Manipulation of instructions sent via email
The most troubling trend we are seeing is the interception and manipulation of emailed instructions. As with spear phishing, the most-successful attempts have been between investment managers and super funds and their third parties.
Recent incidents include manipulated cash payment instructions (such as for settlements of collateral movements), application and redemption requests, and capital call and distribution notices. This has involved scammers intercepting emails between organisations, changing just the bank account details, and then sending on the email with a near-identical email address and with the original recipient’s name displaying.
This has been observed across multiple asset classes, for instance, attempted fraudulent $100+ million capital calls for direct infrastructure assets, and in relation to lesser settlement and redemption request for equities and fixed income funds and mandates.
WHAT CAN BE DONE TO MITIGATE THE RISK?
No organisation, regardless of size, has unlimited resources – and the increasing sophistication of cyber attacks means that no organisation can be 100% secure. Unfortunately, data breaches present enormous financial and reputational risk for businesses. A few of the baseline steps that organisations should take to help protect themselves include:
Conduct an IT security risk assessment – Performing an IT risk assessment helps to identify key assets and corresponding vulnerabilities and threats. There are a number of external IT security consultants in Australia who can assist, and there are also great resources online (such as NIST-based risk assessment templates).
Use secure transfer protocols – Secure web portals or SFTP are recommended, but if sending confidential data via email attachments, then attachments should be encrypted. While not nearly as secure, it will at least create an extra hurdle for scammers.
Employ multi-factor authentication (MFA) – Not only for remote access to the network but also to key applications hosted externally and mobile email. Many of the instances we have seen where email accounts have been compromised are where MFA is not employed for email accessible on mobile phones.
Conduct penetration testing – Penetration testing can help to identify exploitable vulnerabilities, including for online web portals, applications and networks which may contain proprietary and confidential client data.
Deliver comprehensive staff cyber security training – Employees are an organisation’s greatest line of defence, but can also be their greatest weakness. All the controls in the world will not prevent data breaches if employees are not aware of threats. Research from KnowBe4 found that when organisations implemented phishing testing and subsequent training, within 90 days employees that clicked a simulated phishing email link or opened an infected attachment during a testing campaign was cut in half from 37% to 14%.
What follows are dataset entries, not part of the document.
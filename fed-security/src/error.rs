//! Error types for the security layer.

use fed_types::{PeerId, WireError};
use thiserror::Error;

/// Security layer errors.
///
/// Every variant is a hard rejection. Nothing here is downgraded or
/// retried by this crate.
#[derive(Debug, Error)]
pub enum SecurityError {
    /// Destination URL could not be parsed or is malformed.
    #[error("invalid destination url: {0}")]
    InvalidUrl(String),

    /// Destination refers to a non-public address or disallowed scheme.
    #[error("destination blocked: {0}")]
    Ssrf(String),

    /// Host resolved to a different address set while pinned.
    #[error("DNS rebinding detected for {host}")]
    DnsRebinding {
        /// Host name
        host: String,
    },

    /// Host name did not resolve.
    #[error("DNS resolution failed for {host}: {reason}")]
    Resolution {
        /// Host name
        host: String,
        /// Resolver error
        reason: String,
    },

    /// Peer presented a certificate other than the pinned one.
    #[error("certificate mismatch for peer {peer}")]
    CertificateMismatch {
        /// Peer id
        peer: PeerId,
        /// Pinned fingerprint
        expected: String,
        /// Presented fingerprint
        actual: String,
    },

    /// Fingerprint supplied by an operator is not SHA-256 hex.
    #[error("invalid certificate fingerprint: {0}")]
    InvalidFingerprint(String),

    /// Signature missing, malformed, or not valid for the key.
    #[error("invalid signature")]
    InvalidSignature,

    /// Public key bytes are not a valid Ed25519 point.
    #[error("invalid public key")]
    InvalidPublicKey,

    /// Message claims an identity that does not match its signing key.
    #[error("identity mismatch: {0}")]
    IdentityMismatch(String),

    /// Message carried no nonce.
    #[error("missing nonce")]
    MissingNonce,

    /// Nonce already seen for this peer.
    #[error("replayed nonce from peer {peer}")]
    ReplayedNonce {
        /// Peer id
        peer: PeerId,
    },

    /// Timestamp outside the freshness window.
    #[error("stale timestamp {timestamp} (now {now}, max skew {max_skew}s)")]
    StaleTimestamp {
        /// Message timestamp
        timestamp: u64,
        /// Local time
        now: u64,
        /// Allowed skew
        max_skew: u64,
    },

    /// Identity key could not be stored or loaded.
    #[error("key store error: {0}")]
    KeyStore(String),

    /// I/O error (key file).
    #[error("io error: {0}")]
    Io(#[from] std::io::Error),

    /// Canonical encoding failed.
    #[error("wire error: {0}")]
    Wire(#[from] WireError),
}

/// Result type for security operations.
pub type Result<T> = std::result::Result<T, SecurityError>;
//! Ed25519 identity keys, message signatures and signed envelopes.
//!
//! Signatures cover the canonical encoding of a message (sorted-key JSON
//! without the `signature` field), so verification does not depend on the
//! wire encoding.

use ed25519_dalek::{Signature, Signer as _, SigningKey, VerifyingKey};
use fed_types::{canonical_bytes, InstanceId, Signable};
use rand::rngs::OsRng;
use serde::{Deserialize, Serialize};

use crate::error::{Result, SecurityError};

/// This instance's long-term signing key.
pub struct IdentityKey {
    signing: SigningKey,
}

impl IdentityKey {
    /// Generate a fresh random key.
    pub fn generate() -> Self {
        Self {
            signing: SigningKey::generate(&mut OsRng),
        }
    }

    /// Rebuild from a 32-byte secret.
    pub fn from_bytes(secret: &[u8; 32]) -> Self {
        Self {
            signing: SigningKey::from_bytes(secret),
        }
    }

    /// The 32-byte secret. Callers must zeroize their copy.
    pub fn to_bytes(&self) -> [u8; 32] {
        self.signing.to_bytes()
    }

    /// Public key bytes.
    pub fn public_key(&self) -> [u8; 32] {
        self.signing.verifying_key().to_bytes()
    }

    /// Instance id derived from the public key.
    pub fn instance_id(&self) -> InstanceId {
        InstanceId::from_public_key(&self.public_key())
    }

    /// Sign raw bytes, returning the 64-byte signature.
    pub fn sign_bytes(&self, bytes: &[u8]) -> [u8; 64] {
        self.signing.sign(bytes).to_bytes()
    }

    /// Sign a message in place.
    pub fn sign<T: Signable>(&self, message: &mut T) -> Result<()> {
        let bytes = message.signing_bytes()?;
        message.set_signature(hex::encode(self.sign_bytes(&bytes)));
        Ok(())
    }
}

impl std::fmt::Debug for IdentityKey {
    fn fmt(&self, f: &mut std::fmt::Formatter<'_>) -> std::fmt::Result {
        write!(f, "IdentityKey({:?}, [REDACTED])", self.instance_id())
    }
}

/// Decode a hex public key.
pub fn decode_public_key(hex_key: &str) -> Result<[u8; 32]> {
    let bytes = hex::decode(hex_key).map_err(|_| SecurityError::InvalidPublicKey)?;
    let key: [u8; 32] = bytes
        .try_into()
        .map_err(|_| SecurityError::InvalidPublicKey)?;
    VerifyingKey::from_bytes(&key).map_err(|_| SecurityError::InvalidPublicKey)?;
    Ok(key)
}

/// Verify a hex signature over `bytes`.
pub fn verify_bytes(bytes: &[u8], signature_hex: &str, public_key: &[u8; 32]) -> Result<()> {
    let key = VerifyingKey::from_bytes(public_key).map_err(|_| SecurityError::InvalidPublicKey)?;
    let raw = hex::decode(signature_hex).map_err(|_| SecurityError::InvalidSignature)?;
    let raw: [u8; 64] = raw
        .try_into()
        .map_err(|_| SecurityError::InvalidSignature)?;
    key.verify_strict(bytes, &Signature::from_bytes(&raw))
        .map_err(|_| SecurityError::InvalidSignature)
}

/// Verify a message's signature against a known public key.
pub fn verify<T: Signable>(message: &T, public_key: &[u8; 32]) -> Result<()> {
    if message.signature().is_empty() {
        return Err(SecurityError::InvalidSignature);
    }
    verify_bytes(&message.signing_bytes()?, message.signature(), public_key)
}

/// Any serializable value with a detached signature by a named instance.
///
/// Used for artifacts that are not protocol messages, such as the peer
/// cards operators exchange out of band.
#[derive(Debug, Clone, PartialEq, Eq, Serialize, Deserialize)]
pub struct SignedEnvelope<T> {
    /// Signed content.
    pub payload: T,
    /// Signer's instance id (hex public key).
    pub signer: InstanceId,
    /// Hex signature over the canonical payload.
    pub signature: String,
}

impl<T: Serialize> SignedEnvelope<T> {
    /// Sign `payload` with `key`.
    pub fn seal(payload: T, key: &IdentityKey) -> Result<Self> {
        let bytes = canonical_bytes(&payload)?;
        Ok(Self {
            signer: key.instance_id(),
            signature: hex::encode(key.sign_bytes(&bytes)),
            payload,
        })
    }

    /// Signer's public key, checked to be a valid point.
    pub fn signer_key(&self) -> Result<[u8; 32]> {
        let key = self
            .signer
            .public_key()
            .ok_or_else(|| SecurityError::IdentityMismatch("signer is not a public key".into()))?;
        VerifyingKey::from_bytes(&key).map_err(|_| SecurityError::InvalidPublicKey)?;
        Ok(key)
    }

    /// Verify the envelope was signed by the key its `signer` names.
    pub fn verify_self_signed(&self) -> Result<&T> {
        let key = self.signer_key()?;
        self.verify_with(&key)
    }

    /// Verify the envelope against an expected key.
    pub fn verify_with(&self, public_key: &[u8; 32]) -> Result<&T> {
        if self.signer.public_key().as_ref() != Some(public_key) {
            return Err(SecurityError::IdentityMismatch(format!(
                "envelope signed by {}",
                self.signer
            )));
        }
        let bytes = canonical_bytes(&self.payload)?;
        verify_bytes(&bytes, &self.signature, public_key)?;
        Ok(&self.payload)
    }
}

#[cfg(test)]
mod tests {
    use super::*;
    use fed_types::{Handshake, Nonce, Nonced, SyncPayload, Cursor, NodeRecord};

    #[test]
    fn signed_handshake_verifies() {
        let key = IdentityKey::generate();
        let mut hs = Handshake::new(&key.public_key());
        hs.stamp(Nonce::random(), 1_700_000_000);
        key.sign(&mut hs).unwrap();

        assert!(verify(&hs, &key.public_key()).is_ok());
        assert_eq!(hs.instance_id, key.instance_id());
    }

    #[test]
    fn any_mutation_breaks_signature() {
        let key = IdentityKey::generate();
        let mut payload = SyncPayload::new(
            key.instance_id(),
            vec![NodeRecord::new("n1", "concept", "body", 5)],
            vec![],
            vec![],
            Cursor::new(3),
            false,
        )
        .unwrap();
        payload.stamp(Nonce::random(), 1_700_000_000);
        key.sign(&mut payload).unwrap();

        let mut tampered = payload.clone();
        tampered.items[0].content.push('!');
        assert!(matches!(
            verify(&tampered, &key.public_key()),
            Err(SecurityError::InvalidSignature)
        ));

        let mut tampered = payload.clone();
        tampered.has_more = true;
        assert!(verify(&tampered, &key.public_key()).is_err());

        let mut tampered = payload.clone();
        tampered.timestamp += 1;
        assert!(verify(&tampered, &key.public_key()).is_err());
    }

    #[test]
    fn every_signature_byte_matters() {
        let key = IdentityKey::generate();
        let mut hs = Handshake::new(&key.public_key());
        hs.stamp(Nonce::random(), 1);
        key.sign(&mut hs).unwrap();

        let raw = hex::decode(&hs.signature).unwrap();
        for i in 0..raw.len() {
            let mut flipped = raw.clone();
            flipped[i] ^= 0x01;
            let mut copy = hs.clone();
            copy.signature = hex::encode(&flipped);
            assert!(verify(&copy, &key.public_key()).is_err(), "byte {i}");
        }
    }

    #[test]
    fn wrong_key_and_unsigned_fail() {
        let a = IdentityKey::generate();
        let b = IdentityKey::generate();
        let mut hs = Handshake::new(&a.public_key());
        assert!(verify(&hs, &a.public_key()).is_err());

        a.sign(&mut hs).unwrap();
        assert!(verify(&hs, &b.public_key()).is_err());
    }

    #[test]
    fn key_bytes_roundtrip() {
        let key = IdentityKey::generate();
        let restored = IdentityKey::from_bytes(&key.to_bytes());
        assert_eq!(key.public_key(), restored.public_key());
    }

    #[test]
    fn public_key_decoding() {
        let key = IdentityKey::generate();
        assert_eq!(
            decode_public_key(&hex::encode(key.public_key())).unwrap(),
            key.public_key()
        );
        assert!(decode_public_key("zz").is_err());
        assert!(decode_public_key(&hex::encode([1u8; 16])).is_err());
    }

    #[test]
    fn debug_redacts_secret() {
        let key = IdentityKey::generate();
        let dbg = format!("{key:?}");
        assert!(dbg.contains("REDACTED"));
        assert!(!dbg.contains(&hex::encode(key.to_bytes())));
    }

    #[test]
    fn envelope_roundtrip_and_tamper() {
        let key = IdentityKey::generate();
        let env = SignedEnvelope::seal(
            serde_json::json!({"url": "https://a.example", "name": "a"}),
            &key,
        )
        .unwrap();
        assert!(env.verify_self_signed().is_ok());
        assert!(env.verify_with(&key.public_key()).is_ok());

        let mut tampered = env.clone();
        tampered.payload["url"] = serde_json::json!("https://evil.example");
        assert!(matches!(
            tampered.verify_self_signed(),
            Err(SecurityError::InvalidSignature)
        ));

        let other = IdentityKey::generate();
        assert!(matches!(
            env.verify_with(&other.public_key()),
            Err(SecurityError::IdentityMismatch(_))
        ));
    }
}
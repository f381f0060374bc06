//! # fed-types
//!
//! Wire format types for knowledge-graph federation.
//!
//! This crate provides the foundational types used across all federation crates:
//! - [`PeerId`], [`InstanceId`], [`Cursor`], [`Nonce`] - Identity and ordering types
//! - [`NodeRecord`], [`EdgeRecord`], [`Tombstone`] - Synchronized content
//! - [`Message`] - Protocol messages (Handshake, SyncRequest, SyncPayload, ...)
//! - [`Frame`] - Versioned transport wrapper
//! - [`WireError`] - Error types

#![warn(missing_docs)]
#![warn(clippy::all)]

mod canonical;
mod error;
mod frame;
mod ids;
mod messages;
mod records;
pub mod time;

pub use canonical::{canonical_bytes, Signable};
pub use error::WireError;
pub use frame::{Frame, MessageType, PROTOCOL_VERSION};
pub use ids::{Cursor, InstanceId, ItemId, Nonce, PeerId, NONCE_SIZE};
pub use messages::{
    content_hash, Handshake, Message, Nonced, Reject, SyncAck, SyncDirection, SyncPayload,
    SyncRequest,
};
pub use records::{EdgeRecord, ItemKind, NodeRecord, Origin, Tombstone};
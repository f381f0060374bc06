//! In-process transport that routes requests to local handlers by host.
//!
//! Used to wire several instances together in one process.

use super::{Exchange, FrameHandler, Transport, TransportError};
use async_trait::async_trait;
use fed_security::ValidatedTarget;
use std::collections::HashMap;
use std::sync::{Arc, RwLock};

#[derive(Clone)]
struct Route {
    handler: Arc<dyn FrameHandler>,
    certificate: Option<Vec<u8>>,
}

/// Routes each exchange to the handler registered for the target host.
#[derive(Clone, Default)]
pub struct LoopbackTransport {
    routes: Arc<RwLock<HashMap<String, Route>>>,
}

impl std::fmt::Debug for LoopbackTransport {
    fn fmt(&self, f: &mut std::fmt::Formatter<'_>) -> std::fmt::Result {
        let hosts: Vec<String> = self
            .routes
            .read()
            .map(|r| r.keys().cloned().collect())
            .unwrap_or_default();
        f.debug_struct("LoopbackTransport")
            .field("hosts", &hosts)
            .finish()
    }
}

impl LoopbackTransport {
    /// Create a transport with no routes.
    pub fn new() -> Self {
        Self::default()
    }

    /// Route `host` to `handler`, presenting `certificate` as its TLS cert.
    pub fn route(&self, host: &str, handler: Arc<dyn FrameHandler>, certificate: Option<Vec<u8>>) {
        let mut routes = self.routes.write().unwrap_or_else(|e| e.into_inner());
        routes.insert(
            host.to_ascii_lowercase(),
            Route {
                handler,
                certificate,
            },
        );
    }

    /// Replace the certificate presented for `host`.
    pub fn set_certificate(&self, host: &str, certificate: Option<Vec<u8>>) {
        let mut routes = self.routes.write().unwrap_or_else(|e| e.into_inner());
        if let Some(route) = routes.get_mut(&host.to_ascii_lowercase()) {
            route.certificate = certificate;
        }
    }

    /// Drop the route for `host`, making it unreachable.
    pub fn unroute(&self, host: &str) {
        let mut routes = self.routes.write().unwrap_or_else(|e| e.into_inner());
        routes.remove(&host.to_ascii_lowercase());
    }
}

#[async_trait]
impl Transport for LoopbackTransport {
    async fn exchange(
        &self,
        target: &ValidatedTarget,
        body: Vec<u8>,
    ) -> Result<Exchange, TransportError> {
        let route = {
            let routes = self.routes.read().unwrap_or_else(|e| e.into_inner());
            routes.get(&target.host.to_ascii_lowercase()).cloned()
        }
        .ok_or_else(|| TransportError::ConnectionFailed(format!("no route to {}", target.host)))?;

        let reply = route.handler.handle_frame(&body).await;
        Ok(Exchange {
            body: reply,
            certificate: route.certificate,
        })
    }
}
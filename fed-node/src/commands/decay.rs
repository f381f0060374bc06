//! Apply trust decay once.

use anyhow::Result;
use fed_sync::Config;

use super::open_trust;

/// Run the decay command.
pub async fn run(config: &Config) -> Result<()> {
    let trust = open_trust(config).await?;
    let report = trust.decay_inactive_peers().await?;

    println!(
        "Examined {} peers: {} inactivity, {} verification decay events.",
        report.examined, report.inactivity, report.verification
    );
    if report.errors > 0 {
        anyhow::bail!("{} peers could not be processed", report.errors);
    }
    Ok(())
}
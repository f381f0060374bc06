//! Error types for fed-sync.

use crate::graph::GraphError;
use crate::governance::GovernanceError;
use crate::transport::TransportError;
use fed_core::{RunError, TrustEventKind};
use fed_security::SecurityError;
use fed_trust::TrustError;
use fed_types::{InstanceId, PeerId, WireError};

/// Sync errors.
///
/// Conflicts are never errors; they are resolved or queued for review.
#[derive(Debug, thiserror::Error)]
pub enum SyncError {
    /// Security layer rejection (signature, nonce, destination, certificate).
    #[error("security rejection: {0}")]
    Security(#[from] SecurityError),

    /// Trust manager or peer storage error.
    #[error("trust error: {0}")]
    Trust(#[from] TrustError),

    /// Transport failure.
    #[error("transport error: {0}")]
    Transport(#[from] TransportError),

    /// Message could not be encoded or decoded.
    #[error("wire error: {0}")]
    Wire(#[from] WireError),

    /// Payload content does not match its declared hash.
    #[error("content hash mismatch: declared {declared}, computed {computed}")]
    HashMismatch {
        /// Hash in the payload.
        declared: String,
        /// Hash of the content received.
        computed: String,
    },

    /// Peer sent something the protocol does not allow here.
    #[error("protocol violation: {0}")]
    Protocol(String),

    /// Peer refused the request.
    #[error("peer rejected request: {0}")]
    Rejected(String),

    /// Pagination stopped at the configured cap.
    #[error("iteration cap of {0} pages reached")]
    IterationCap(u32),

    /// Run exceeded its wall-clock budget.
    #[error("sync run timed out after {0}s")]
    Timeout(u64),

    /// Peer synced too recently for its tier.
    #[error("rate limited: peer {0}")]
    RateLimited(PeerId),

    /// Peer's tier or status does not permit this sync.
    #[error("peer {peer} not admitted: {reason}")]
    NotAdmitted {
        /// Peer id.
        peer: PeerId,
        /// Why.
        reason: String,
    },

    /// Inbound message from an instance with no registration.
    #[error("unknown peer instance {0}")]
    UnknownPeer(InstanceId),

    /// Run phase machine misuse.
    #[error("run state error: {0}")]
    Run(#[from] RunError),

    /// Graph repository failure.
    #[error("graph error: {0}")]
    Graph(#[from] GraphError),

    /// Governance collaborator failure.
    #[error("governance error: {0}")]
    Governance(#[from] GovernanceError),
}

/// Broad category of a sync error; decides the trust consequence.
#[derive(Debug, Clone, Copy, PartialEq, Eq)]
pub enum ErrorClass {
    /// Signature, nonce, destination or certificate failure.
    Security,
    /// Content hash or wire-format failure.
    Integrity,
    /// Iteration cap or timeout.
    ResourceLimit,
    /// Rate limit, tier or status refusal. Nothing was attempted.
    Admission,
    /// Network failure or peer refusal.
    Transport,
    /// Local failure.
    Internal,
}

impl ErrorClass {
    /// Trust event to record against the peer, if any.
    pub fn trust_event(&self) -> Option<TrustEventKind> {
        match self {
            ErrorClass::Security => Some(TrustEventKind::SecurityRejection),
            ErrorClass::Integrity | ErrorClass::ResourceLimit | ErrorClass::Transport => {
                Some(TrustEventKind::SyncFailure)
            }
            ErrorClass::Admission | ErrorClass::Internal => None,
        }
    }

    /// Lowercase name for logs.
    pub fn as_str(&self) -> &'static str {
        match self {
            ErrorClass::Security => "security",
            ErrorClass::Integrity => "integrity",
            ErrorClass::ResourceLimit => "resource_limit",
            ErrorClass::Admission => "admission",
            ErrorClass::Transport => "transport",
            ErrorClass::Internal => "internal",
        }
    }
}

impl SyncError {
    /// Classify this error.
    pub fn class(&self) -> ErrorClass {
        match self {
            SyncError::Security(e) => match e {
                SecurityError::Resolution { .. } => ErrorClass::Transport,
                SecurityError::Wire(_) => ErrorClass::Integrity,
                SecurityError::KeyStore(_) | SecurityError::Io(_) => ErrorClass::Internal,
                _ => ErrorClass::Security,
            },
            SyncError::Trust(TrustError::Revoked(_)) => ErrorClass::Admission,
            SyncError::Trust(_) => ErrorClass::Internal,
            SyncError::Transport(_) | SyncError::Rejected(_) => ErrorClass::Transport,
            SyncError::Wire(_) | SyncError::HashMismatch { .. } | SyncError::Protocol(_) => {
                ErrorClass::Integrity
            }
            SyncError::IterationCap(_) | SyncError::Timeout(_) => ErrorClass::ResourceLimit,
            SyncError::RateLimited(_)
            | SyncError::NotAdmitted { .. }
            | SyncError::UnknownPeer(_) => ErrorClass::Admission,
            SyncError::Run(_) | SyncError::Graph(_) | SyncError::Governance(_) => {
                ErrorClass::Internal
            }
        }
    }
}

/// Result type alias for sync operations.
pub type Result<T> = std::result::Result<T, SyncError>;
Perform adequate due diligence on third parties – While onsite due diligence is difficult in the current environment, in-depth due diligence should be performed on key third parties annually and should include a review of data security measures.
The recent increase in attempted cyber attacks have highlighted security vulnerabilities for the financial services industry, heightened by the ongoing remote working environment. Particularly, with the greater sophistication of these attempted cyber attacks and our growing dependence on digital tools, the likelihood of serious data breaches occurring has never been greater – or the consequences never more costly.
No organisation can be 100% secure from a cyber attack; however, implementing proactive and robust practices such as these may help minimise the potential risk of cyber attacks.
George Takesian is principal at Mercer.